Now Zarda is pending before the Supreme Court, and at the appeals court, the Justice Department filed a brief explaining that the federal government does not support this new interpretation of sex discrimination. This split among the lower appellate courts increases the likelihood that the justices will take up the issue.
Conclusion
In the upcoming 2018–2019 term, the Supreme Court will tackle important issues including deciding what hoops property owners must jump through to challenge a government taking of their land, Congress’s over-delegation of power to the executive branch, whether states are bound by the Eighth Amendment’s ban on excessive fines, critical habitat designations under the Endangered Species Act, the Double Jeopardy Clause, abusive class-action settlements, the division of authority between states and the federal government related to nuclear power, and more.
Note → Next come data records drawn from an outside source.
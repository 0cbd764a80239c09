use std::time::Instant;

use serde::Serialize;
use tracing::debug;

use fulltime::factorial::Memo;
use fulltime::kelly::Stake;
use fulltime::linear::Matrix;

use crate::advice::{caveats, stakes, Advice, Caveat};
use crate::config::Config;
use crate::domain::{League, LeagueAverages, LookupError, OutcomeType, Score, TeamSeasonStats};
use crate::market::{aggregate, MarketProbabilities};
use crate::scoregrid::top_scores;
use crate::strength::{ExpectedGoals, Rates, Strengths};

/// Number of correct scores reported with each prediction.
pub const TOP_SCORES: usize = 5;

/// The two sides of a fixture and the league that supplies their baseline. Immutable for the
/// duration of a prediction; the tuning knobs live with the [`Predictor`].
#[derive(Debug, Clone, Copy)]
pub struct MatchInput<'a> {
    pub home: &'a TeamSeasonStats,
    pub away: &'a TeamSeasonStats,
    pub league: &'a League,
}
impl<'a> MatchInput<'a> {
    /// Resolves a fixture by team names within a league.
    pub fn lookup(league: &'a League, home: &str, away: &str) -> Result<Self, LookupError> {
        let (home, away) = league.matchup(home, away)?;
        Ok(Self { home, away, league })
    }
}

#[derive(Debug, Clone, Serialize)]
pub struct Prediction {
    pub home: String,
    pub away: String,
    pub averages: LeagueAverages,
    /// Absent when either side has no recorded games.
    pub strengths: Option<Strengths>,
    pub expected: ExpectedGoals,
    pub rho: Option<f64>,
    pub markets: MarketProbabilities,
    pub advice: Advice,
    pub top_scores: Vec<(Score, f64)>,
    pub caveats: Vec<Caveat>,

    /// The normalised score grid; empty under the uniform prior.
    #[serde(skip)]
    pub scoregrid: Matrix<f64>,
}
impl Prediction {
    pub fn is_uniform_prior(&self) -> bool {
        self.strengths.is_none()
    }

    pub fn stakes(&self, prices: &[(OutcomeType, f64)], config: &Config) -> Vec<(OutcomeType, Stake)> {
        stakes(&self.markets, &self.scoregrid, prices, config.bankroll, config.kelly_multiplier)
    }
}

/// The prediction engine. Holds a sanitised configuration and a factorial cache that is shared
/// by every prediction, so a single instance may serve many threads.
#[derive(Default)]
pub struct Predictor {
    config: Config,
    factorial: Memo,
}
impl Predictor {
    pub fn config(&self) -> &Config {
        &self.config
    }

    pub fn predict(&self, input: &MatchInput) -> Prediction {
        let start = Instant::now();
        let (home, away) = (input.home, input.away);
        let averages = input.league.averages(&self.config.league_fallback);
        let caveats = caveats(home, away, self.config.min_games);

        let prediction = if home.has_played() && away.has_played() {
            let strengths = Strengths::assess(home, away, &averages, &self.config);
            self.derive(strengths, home, away, caveats)
        } else {
            let expected = ExpectedGoals::new(averages.home_goals_for, averages.home_goals_against);
            let markets = MarketProbabilities::uniform(&self.config.over_lines);
            Prediction {
                home: home.name.clone(),
                away: away.name.clone(),
                averages,
                strengths: None,
                advice: Advice::assess(&markets, &expected, home, away),
                expected,
                rho: None,
                markets,
                top_scores: vec![],
                caveats,
                scoregrid: Matrix::allocate(0, 0),
            }
        };
        debug!(
            "predicted {} v {} in {:?}: {:?}",
            prediction.home,
            prediction.away,
            start.elapsed(),
            prediction.markets.outcomes
        );
        prediction
    }

    /// Predicts from per-game figures rather than season records.
    pub fn predict_from_rates(&self, home: &Rates, away: &Rates) -> Prediction {
        let strengths = Strengths::from_rates(home, away, &self.config);
        let (home, away) = (
            TeamSeasonStats {
                name: "Home".into(),
                ..Default::default()
            },
            TeamSeasonStats {
                name: "Away".into(),
                ..Default::default()
            },
        );
        self.derive(strengths, &home, &away, vec![])
    }

    fn derive(
        &self,
        strengths: Strengths,
        home: &TeamSeasonStats,
        away: &TeamSeasonStats,
        caveats: Vec<Caveat>,
    ) -> Prediction {
        let expected = strengths.expected_goals(&self.config);
        let aggregate = aggregate(&expected, &self.config, &self.factorial);
        let scoregrid = aggregate.distribution.normalised();
        Prediction {
            home: home.name.clone(),
            away: away.name.clone(),
            averages: strengths.averages.clone(),
            advice: Advice::assess(&aggregate.markets, &expected, home, away),
            strengths: Some(strengths),
            expected,
            rho: aggregate.rho,
            markets: aggregate.markets,
            top_scores: top_scores(&scoregrid, TOP_SCORES),
            caveats,
            scoregrid,
        }
    }
}

impl From<Config> for Predictor {
    fn from(config: Config) -> Self {
        Self {
            config: config.sanitise(),
            factorial: Memo::default(),
        }
    }
}

#[cfg(test)]
mod tests;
This term also will mark the dawn of a new era at the Court with the retirement of longtime swing-vote Justice Anthony Kennedy and the possible confirmation of Judge Brett Kavanaugh. On the horizon, battles over war memorial crosses, Medicaid funding for Planned Parenthood, and employment discrimination, among many other significant legal issues may reach the Court later this term. The 2018–2019 Supreme Court term promises to be an important one.
—Elizabeth Slattery is Legal Fellow in the Edwin Meese III Center for Legal and Judicial Studies, of the Institute for Constitutional Government, at The Heritage Foundation.